Starting a new activity or hobby can be a rewarding change of pace at any age. As we get older, we tend to get stuck in a daily routine and begin to lack varied body movements. Because of this monotony, starting an activity like Kung Fu, which incorporates various movements to which the practitioner may not be accustomed, can invigorate the body and activate muscles that may not be normally used.
Fitness Levels for People Over 50
Every age group has specific areas of concern as far as fitness goes. According to an article by the Mayo Clinic, when people reach the age of 50, their muscles get a bit softer and shorter, especially their stabilizer muscles in places like the hips, ankles and wrists. Also, testosterone production has begun to slow down. This lack of testosterone and physical stability should be taken into account when beginning an activity like Kung Fu. These conditions won't necessarily stop you from being successful, but you should take them into consideration when you are deciding what style of martial arts you want to practice. They should also influence how you approach the martial art.
What to Consider
According to the Shaolin Gung Fu Institute, the term Kung Fu doesn't actually refer to only one particular martial art. It's an umbrella term that roughly translates to mastery of self, and it has been applied to hundreds of Chinese martial arts. Therefore, there are many styles of Kung Fu, and each style has its own requisite movements. Some styles focus more on physicality and power while others focus more on movement, form and stability.
Shifu Ted Mancuso, who has been doing Kung Fu for over 45 years, says that even though the end result, which is mastery of self, would be the same regardless of style, he would not recommend the more athletic styles of Kung Fu like Northern Shaolin for people over 50-years-old to begin with unless they have been very active their entire life. Other styles that are more structured and require less agility and power are more appropriate for people who are older.
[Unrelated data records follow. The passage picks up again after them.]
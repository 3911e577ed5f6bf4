use std::collections::HashMap;
use std::sync::{PoisonError, RwLock};

use chrono::{DateTime, Duration, Utc};

use super::crypto::generate_token;

#[derive(Debug, Clone)]
struct SessionEntry {
    user_id: String,
    expires_at: DateTime<Utc>,
}

/// Ephemeral token -> user binding with per-entry expiry.
///
/// Entries past their expiry resolve to absent immediately; the periodic
/// [`SessionStore::purge_expired`] sweep reclaims their memory. A user may
/// hold any number of concurrent sessions.
pub struct SessionStore {
    ttl: Duration,
    sessions: RwLock<HashMap<String, SessionEntry>>,
}

impl SessionStore {
    pub fn new(ttl_secs: u64) -> Self {
        Self {
            ttl: Duration::seconds(ttl_secs as i64),
            sessions: RwLock::new(HashMap::new()),
        }
    }

    /// Mint a fresh token bound to the user for the configured TTL.
    pub fn create(&self, user_id: &str) -> String {
        let token = generate_token();
        let entry = SessionEntry {
            user_id: user_id.to_string(),
            expires_at: Utc::now() + self.ttl,
        };

        let mut sessions = self
            .sessions
            .write()
            .unwrap_or_else(PoisonError::into_inner);
        sessions.insert(token.clone(), entry);
        token
    }

    /// Resolve a token to its user id. Absent for unknown tokens and for
    /// entries whose TTL has elapsed, revoked or not.
    pub fn resolve(&self, token: &str) -> Option<String> {
        let sessions = self.sessions.read().unwrap_or_else(PoisonError::into_inner);
        sessions
            .get(token)
            .filter(|entry| entry.expires_at > Utc::now())
            .map(|entry| entry.user_id.clone())
    }

    /// Remove a token. Revoking an unknown or already-revoked token is a no-op.
    pub fn revoke(&self, token: &str) {
        let mut sessions = self
            .sessions
            .write()
            .unwrap_or_else(PoisonError::into_inner);
        sessions.remove(token);
    }

    /// Drop entries whose expiry has passed. Returns how many were removed.
    pub fn purge_expired(&self) -> usize {
        let mut sessions = self
            .sessions
            .write()
            .unwrap_or_else(PoisonError::into_inner);
        let before = sessions.len();
        let now = Utc::now();
        sessions.retain(|_, entry| entry.expires_at > now);
        before - sessions.len()
    }
}
use std::sync::Arc;
use std::time::Duration;

use tracing::info;
use tracing_subscriber::{layer::SubscriberExt, util::SubscriberInitExt};

use filedepot::{
    api,
    auth::SessionStore,
    blob::LocalBlobStore,
    config::Config,
    storage::Database,
    thumbnail::{JobQueue, ThumbnailWorker},
    AppState,
};

#[tokio::main]
async fn main() -> anyhow::Result<()> {
    // Initialize tracing
    let env_filter =
        tracing_subscriber::EnvFilter::try_from_default_env().unwrap_or_else(|_| "info".into());

    let log_format = std::env::var("LOG_FORMAT").unwrap_or_default();
    match log_format.to_lowercase().as_str() {
        "gcp" => {
            tracing_subscriber::registry()
                .with(env_filter)
                .with(tracing_stackdriver::layer())
                .init();
        }
        "json" => {
            tracing_subscriber::registry()
                .with(env_filter)
                .with(
                    tracing_subscriber::fmt::layer()
                        .json()
                        .with_target(true)
                        .with_span_list(false),
                )
                .init();
        }
        _ => {
            tracing_subscriber::registry()
                .with(env_filter)
                .with(tracing_subscriber::fmt::layer())
                .init();
        }
    }

    info!(version = env!("CARGO_PKG_VERSION"), "filedepot starting");

    // Load configuration
    let config = Config::load()?;

    // Initialize the metadata database
    let db = Database::open(&config.server.data_dir)?;
    info!("Database opened at: {}", config.server.data_dir);

    // Initialize blob storage
    let blob_store: Arc<dyn filedepot::blob::BlobStore> =
        Arc::new(LocalBlobStore::new(&config.storage.root)?);
    info!("Blob storage root: {}", config.storage.root.display());

    // Session store
    let sessions = SessionStore::new(config.session.ttl_secs);

    // Thumbnail pipeline: queue feeding a background worker
    let (jobs, job_rx) = JobQueue::new(config.thumbnails.queue_capacity);
    let worker = ThumbnailWorker::new(
        db.clone(),
        Arc::clone(&blob_store),
        config.thumbnails.sizes.clone(),
        config.thumbnails.worker_concurrency,
    );
    let worker_handle = worker.spawn(job_rx);

    // Create shared state
    let state = Arc::new(AppState {
        config: config.clone(),
        db,
        sessions,
        blob_store,
        jobs,
    });

    // Periodically reclaim expired sessions
    let sweeper_handle = {
        let state = Arc::clone(&state);
        let interval = Duration::from_secs(config.session.purge_interval_secs);
        tokio::spawn(async move {
            let mut ticker = tokio::time::interval(interval);
            ticker.set_missed_tick_behavior(tokio::time::MissedTickBehavior::Skip);
            loop {
                ticker.tick().await;
                let purged = state.sessions.purge_expired();
                if purged > 0 {
                    tracing::debug!(purged, "Purged expired sessions");
                }
            }
        })
    };

    // Build and start the HTTP server
    let app = api::create_router(Arc::clone(&state));
    let listener = tokio::net::TcpListener::bind(&config.server.bind_address).await?;
    info!("Listening on: {}", config.server.bind_address);

    axum::serve(listener, app)
        .with_graceful_shutdown(shutdown_signal())
        .await?;

    // Cleanup: abort background tasks
    info!("Shutting down background tasks");
    sweeper_handle.abort();
    worker_handle.abort();

    info!("Shutdown complete");
    Ok(())
}

async fn shutdown_signal() {
    let ctrl_c = async {
        tokio::signal::ctrl_c()
            .await
            .expect("Failed to install Ctrl+C handler");
    };

    #[cfg(unix)]
    let terminate = async {
        tokio::signal::unix::signal(tokio::signal::unix::SignalKind::terminate())
            .expect("Failed to install SIGTERM handler")
            .recv()
            .await;
    };

    #[cfg(not(unix))]
    let terminate = std::future::pending::<()>();

    tokio::select! {
        _ = ctrl_c => {},
        _ = terminate => {},
    }

    info!("Shutdown signal received, draining connections");
}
That being said, when starting Kung Fu, it takes dedication to see the desired result. The Shaolin Gung Fu institute website warns beginners that if they start without a goal in mind, they are even less likely to see results. A mature beginner to the art should focus on developing things like increased balance, better muscle endurance, the ability to hold postures and, most importantly, a stronger mind. Kung Fu doesn't have to be all about flashy kicks and powerful punches. The most important thing to keep in mind about Kung Fu is that it is about mastery of self.
Try It Out
The only real way to decide if Kung Fu is right for you is to try it. It is never too late to better yourself, and mastery of self is a lifelong process. If approached with an open mind, Kung Fu can be a good experience for people of all ages, body types and fitness levels. Look for qualified instructors, particularly those who have experience teaching students in your age group.